Midscene provides a MCP server that allows AI assistants to control browsers, automate web tasks and write automation scripts for Midscene.

MCP Introduction

MCP (Model Context Protocol) is a standardized way for AI models to interact with external tools and capabilities. MCP servers expose a set of tools that AI models can invoke to perform various tasks. In Midscene's case, these tools allow AI models to control browsers, navigate web pages, interact with UI elements, and more.

Use Cases

  • Control browsers to execute automation tasks
  • Automatically generate Midscene automation scripts

Examples

Generate Midscene test cases for the Sauce Demo site

Setting Up Midscene MCP

Prerequisites

  1. An OpenAI API key or another supported AI model provider.
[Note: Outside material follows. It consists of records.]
impl Agent {
    pub fn builder() -> AgentBuilder {
        AgentBuilder::default()
    }

    pub fn config(&self) -> &AgentConfig {
        &self.config
    }

    /// The mode a turn would run in, given an optional per-turn override.
    pub fn resolve_mode(&self, requested: Option<ToolCallingMode>) -> ResolvedMode {
        self.selector.select(
            self.model.model_id(),
            requested.unwrap_or(self.config.tool_calling_mode),
        )
    }

    /// Runs one turn, yielding its events in order.
    ///
    /// The stream ends after `complete`, or after `error` if the model
    /// collaborator failed. Dropping the stream cancels the turn: tool calls
    /// already dispatched run to completion, but no further iteration starts.
    pub fn run_turn(
        &self,
        user_message: impl Into<String>,
        options: TurnOptions,
    ) -> impl Stream<Item = AgentEvent> + '_ {
        let mut turn = Turn::new(user_message.into(), options);

        stream! {
            let events = self.drive(&mut turn);
            futures_util::pin_mut!(events);
            while let Some(event) = events.next().await {
                yield event;
            }
        }
    }

    /// Drives a turn to completion and aggregates its output.
    pub async fn run_turn_blocking(
        &self,
        user_message: impl Into<String>,
        options: TurnOptions,
        mut callbacks: Option<&mut dyn TurnCallbacks>,
    ) -> Result<TurnOutput, AgentError> {
        let mut turn = Turn::new(user_message.into(), options);
        let mut duration_ms = None;

        {
            let events = self.drive(&mut turn);
            futures_util::pin_mut!(events);
            while let Some(event) = events.next().await {
                if let Some(callbacks) = callbacks.as_deref_mut() {
                    notify(callbacks, &event.kind);
                }
                if let EventKind::Complete {
                    duration_ms: elapsed,
                    ..
                } = event.kind
                {
                    duration_ms = Some(elapsed);
                }
            }
        }

        if let Some(err) = turn.failure.take() {
            return Err(err);
        }
        let duration_ms = duration_ms.ok_or(AgentError::MissingCompletion)?;
        Ok(turn.into_output(duration_ms))
    }

    async fn visible_tools(
        &self,
        allowed: Option<&[String]>,
    ) -> Result<Vec<ToolDescriptor>, AgentError> {
        let tools = self.tools.list_tools().await?;
        Ok(match allowed {
            Some(names) => tools
                .into_iter()
                .filter(|tool| names.iter().any(|name| name == &tool.name))
                .collect(),
            None => tools,
        })
    }

    fn drive<'a>(&'a self, turn: &'a mut Turn) -> impl Stream<Item = AgentEvent> + 'a {
        stream! {
            let descriptors = match self
                .visible_tools(turn.options.allowed_tool_names.as_deref())
                .await
            {
                Ok(descriptors) => descriptors,
                Err(err) => {
                    yield turn.fail(err);
                    return;
                }
            };

            let mode = self.resolve_mode(turn.options.tool_calling_mode);
            let strategy = strategy_for(mode);
            let declarations = strategy.declarations(&descriptors);
            let tool_choice = strategy.tool_choice(&declarations);
            let reasoning_phase = self
                .config
                .enable_reasoning_phase
                .unwrap_or(mode == ResolvedMode::TextConvention);

            let base_prompt = self
                .config
                .system_prompt
                .as_deref()
                .unwrap_or(DEFAULT_SYSTEM_PROMPT);
            turn.seed(strategy.system_prompt(base_prompt, &descriptors));

            let mut orchestrator = ToolOrchestrator::new(Arc::clone(&self.tools))
                .parallel(self.config.parallel_tool_calls)
                .matchers(self.config.immediate_result_matchers.clone());
            if turn.options.allowed_tool_names.is_some() {
                orchestrator =
                    orchestrator.allowed_tools(descriptors.iter().map(|tool| tool.name.clone()));
            }

            info!(
                model = %self.model.model_id(),
                mode = ?strategy.mode(),
                tools = descriptors.len(),
                reasoning_phase,
                "turn started"
            );

            loop {
                turn.iterations += 1;
                let iteration = turn.iterations;
                debug!(iteration, "iteration started");
                yield AgentEvent::new(EventKind::IterationStart { iteration });

                if reasoning_phase && !turn.tool_calls.is_empty() {
                    let summarized = prompt::summarize_tool_results(&turn.messages);
                    let mut messages = strategy.render_history(&summarized);
                    messages.push(ModelMessage::user(
                        self.config
                            .reasoning_phase_prompt
                            .as_deref()
                            .unwrap_or(DEFAULT_REASONING_PROMPT),
                    ));

                    let mut chunks = match self
                        .model
                        .stream(&messages, &[], ModelToolChoice::None)
                        .await
                    {
                        Ok(chunks) => chunks,
                        Err(err) => {
                            yield turn.fail(err.into());
                            return;
                        }
                    };

                    yield AgentEvent::new(EventKind::ReasoningStart);
                    let mut parser = TagStreamParser::new(ParserOptions {
                        detect_tool_calls: false,
                    });
                    let mut note = String::new();
                    let mut failure = None;
                    let mut finished = false;
                    while !finished {
                        let output = match chunks.next().await {
                            Some(Ok(ModelChunk::TextDelta(delta))) => parser.feed(&delta),
                            Some(Ok(ModelChunk::ReasoningDelta(delta))) => {
                                parser.feed_reasoning(&delta)
                            }
                            Some(Ok(ModelChunk::Finish { usage })) => {
                                turn.record_usage(usage);
                                continue;
                            }
                            Some(Ok(ModelChunk::Error(message))) => {
                                failure = Some(ProviderError::Stream(message));
                                break;
                            }
                            Some(Err(err)) => {
                                failure = Some(err);
                                break;
                            }
                            Some(Ok(_)) => continue,
                            None => {
                                finished = true;
                                parser.finish()
                            }
                        };
                        for delta in reasoning_deltas(output) {
                            note.push_str(&delta);
                            yield AgentEvent::new(EventKind::ReasoningDelta { content: delta });
                        }
                    }
                    yield AgentEvent::new(EventKind::ReasoningEnd);

                    if let Some(err) = failure {
                        yield turn.fail(err.into());
                        return;
                    }
                    let note = note.trim();
                    if !note.is_empty() {
                        turn.messages.push(ModelMessage::assistant(format!(
                            "{REASONING_NOTE_PREFIX}{note}"
                        )));
                    }
                }

                let messages = strategy.render_history(&turn.messages);
                let mut chunks = match self
                    .model
                    .stream(&messages, &declarations, tool_choice.clone())
                    .await
                {
                    Ok(chunks) => chunks,
                    Err(err) => {
                        yield turn.fail(err.into());
                        return;
                    }
                };

                let mut parser = TagStreamParser::new(strategy.parser_options());
                let mut step = StepOutput::default();
                let mut failure = None;
                while let Some(chunk) = chunks.next().await {
                    let kinds = match chunk {
                        Ok(ModelChunk::TextDelta(delta)) => {
                            step.absorb(parser.feed(&delta), &mut turn.checklist)
                        }
                        Ok(ModelChunk::ReasoningDelta(delta)) => {
                            step.absorb(parser.feed_reasoning(&delta), &mut turn.checklist)
                        }
                        Ok(ModelChunk::ToolCall(call)) => {
                            step.calls.native.push(call);
                            Vec::new()
                        }
                        Ok(ModelChunk::ToolCallDelta {
                            id,
                            name,
                            arguments,
                            ..
                        }) => vec![EventKind::ToolCallDelta {
                            call_id: id,
                            name,
                            delta: arguments,
                        }],
                        Ok(ModelChunk::Finish { usage }) => {
                            step.usage = usage;
                            Vec::new()
                        }
                        Ok(ModelChunk::Error(message)) => {
                            failure = Some(ProviderError::Stream(message));
                            break;
                        }
                        Err(err) => {
                            failure = Some(err);
                            break;
                        }
                    };
                    for kind in kinds {
                        yield AgentEvent::new(kind);
                    }
                }
                if let Some(err) = failure {
                    for kind in step.absorb(parser.abort(), &mut turn.checklist) {
                        yield AgentEvent::new(kind);
                    }
                    yield turn.fail(err.into());
                    return;
                }
                for kind in step.absorb(parser.finish(), &mut turn.checklist) {
                    yield AgentEvent::new(kind);
                }

                turn.record_usage(step.usage);
                let calls = strategy.collect_calls(std::mem::take(&mut step.calls), &mut turn.call_ids);

                if calls.is_empty() {
                    turn.messages.push(strategy.assistant_message(&step.text, &[]));
                    turn.content = step.text;
                    debug!(iteration, "iteration finished without tool calls");
                    yield AgentEvent::new(EventKind::IterationEnd {
                        iteration,
                        usage: step.usage,
                    });
                    turn.outcome = Some(TurnOutcome::Done);
                    break;
                }

                for call in &calls {
                    yield AgentEvent::new(EventKind::ToolCallStart { call: call.clone() });
                    yield AgentEvent::new(EventKind::ToolExecuting {
                        call_id: call.id.clone(),
                        name: call.name.clone(),
                    });
                }

                let execution = orchestrator.execute(&calls).await;
                turn.messages.push(strategy.assistant_message(&step.text, &calls));
                for (idx, result) in execution.results.iter().enumerate() {
                    turn.messages.push(ModelMessage::ToolResult {
                        tool_call_id: result.call_id.clone(),
                        tool_name: result.name.clone(),
                        content: result.content_text(),
                        is_error: result.is_error,
                    });
                    yield AgentEvent::new(EventKind::ToolResult { result: result.clone() });
                    if execution.immediate == Some(idx) {
                        turn.immediate_result = Some(result.clone());
                        yield AgentEvent::new(EventKind::ImmediateResult { result: result.clone() });
                    }
                }
                turn.content = step.text;
                turn.tool_calls.extend(calls);

                debug!(iteration, tool_calls = execution.results.len(), "iteration finished");
                yield AgentEvent::new(EventKind::IterationEnd {
                    iteration,
                    usage: step.usage,
                });

                if turn.immediate_result.is_some() {
                    turn.outcome = Some(TurnOutcome::ShortCircuited);
                    break;
                }
                if iteration >= self.config.max_iterations {
                    warn!(
                        max_iterations = self.config.max_iterations,
                        "turn stopped at iteration limit"
                    );
                    turn.outcome = Some(TurnOutcome::Exhausted);
                    break;
                }
            }

            let outcome = turn.outcome.unwrap_or(TurnOutcome::Done);
            let duration_ms = turn.elapsed_ms();
            info!(
                iterations = turn.iterations,
                duration_ms,
                outcome = ?outcome,
                "turn complete"
            );
            yield AgentEvent::new(EventKind::Complete {
                iterations: turn.iterations,
                duration_ms,
                outcome,
            });
        }
    }
}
For more information, see Choosing an AI Model.
  2. For Chrome browser integration (Bridge Mode):
    • Install the Midscene Chrome extension (download from Chrome Web Extension)
    • Switch to "Bridge Mode" in the extension and click "Allow Connection"

Configuration

Add the Midscene MCP server to your MCP configuration:

{
  "mcpServers": {
    "mcp-midscene": {
      "command": "npx",
      "args": ["-y", "@midscene/mcp"],
      "env": {
        "MIDSCENE_MODEL_NAME": "REPLACE_WITH_YOUR_MODEL_NAME",
        "OPENAI_API_KEY": "REPLACE_WITH_YOUR_OPENAI_API_KEY",
        "MCP_SERVER_REQUEST_TIMEOUT": "800000"
      }
    }
  }
}

For more information about configuring AI models, see Choosing an AI Model.

Available Tools

Midscene MCP provides the following browser automation tools:

Category Tool Name Description
Navigation midscene_navigate Navigate to a specified URL in the current tab
Tab Management midscene_get_tabs Get a list of all open browser tabs
midscene_set_active_tab Switch to a specific tab by ID
Page Interaction midscene_aiTap Click on an element described in natural language
midscene_aiInput Input text into a form field or element
midscene_aiHover Hover over an element
midscene_aiKeyboardPress Press a specific keyboard key
midscene_aiScroll Scroll the page or a specific element
Verification and Observation midscene_aiWaitFor Wait for a condition to be true on the page
midscene_aiAssert Assert that a condition is true on the page
midscene_screenshot Take a screenshot of the current page
Playwright Code Example midscene_playwright_example Provides Playwright code examples for Midscene
  • midscene_navigate: Navigate to a specified URL in the current tab
    Parameters: - url: The URL to navigate to

Tab Management

  • midscene_get_tabs: Get a list of all open browser tabs, including their IDs, titles, and URLs

    Parameters: None
  • midscene_set_active_tab: Switch to a specific tab by ID

    Parameters: - tabId: The ID of the tab to activate

Page Interaction

  • midscene_aiTap: Click on an element described in natural language

    Parameters: - locate: Natural language description of the element to click
  • midscene_aiInput: Input text into a form field or element

    Parameters: - value: The text to input - locate: Natural language description of the element to input text into
  • midscene_aiHover: Hover over an element

    Parameters: - locate: Natural language description of the element to hover over
  • midscene_aiKeyboardPress: Press a specific keyboard key

    Parameters: - key: The key to press (e.g., 'Enter', 'Tab', 'Escape') - locate: (Optional) Description of element to focus before pressing the key - deepThink: (Optional) If true, uses more precise element location
  • midscene_aiScroll: Scroll the page or a specific element

    Parameters: - direction: 'up', 'down', 'left', or 'right' - scrollType: 'once', 'untilBottom', 'untilTop', 'untilLeft', or 'untilRight' - distance: (Optional) Distance to scroll in pixels - locate: (Optional) Description of the element to scroll - deepThink: (Optional) If true, uses more precise element location

Verification and Observation

  • midscene_aiWaitFor: Wait for a condition to be true on the page

    Parameters: - assertion: Natural language description of the condition to wait for - timeoutMs: (Optional) Maximum time to wait in milliseconds - checkIntervalMs: (Optional) How often to check the condition
  • midscene_aiAssert: Assert that a condition is true on the page

    Parameters: - assertion: Natural language description of the condition to check
  • midscene_screenshot: Take a screenshot of the current page

    Parameters: - name: Name for the screenshot

Common Issues

What advantages does Midscene MCP have over other browser MCPs?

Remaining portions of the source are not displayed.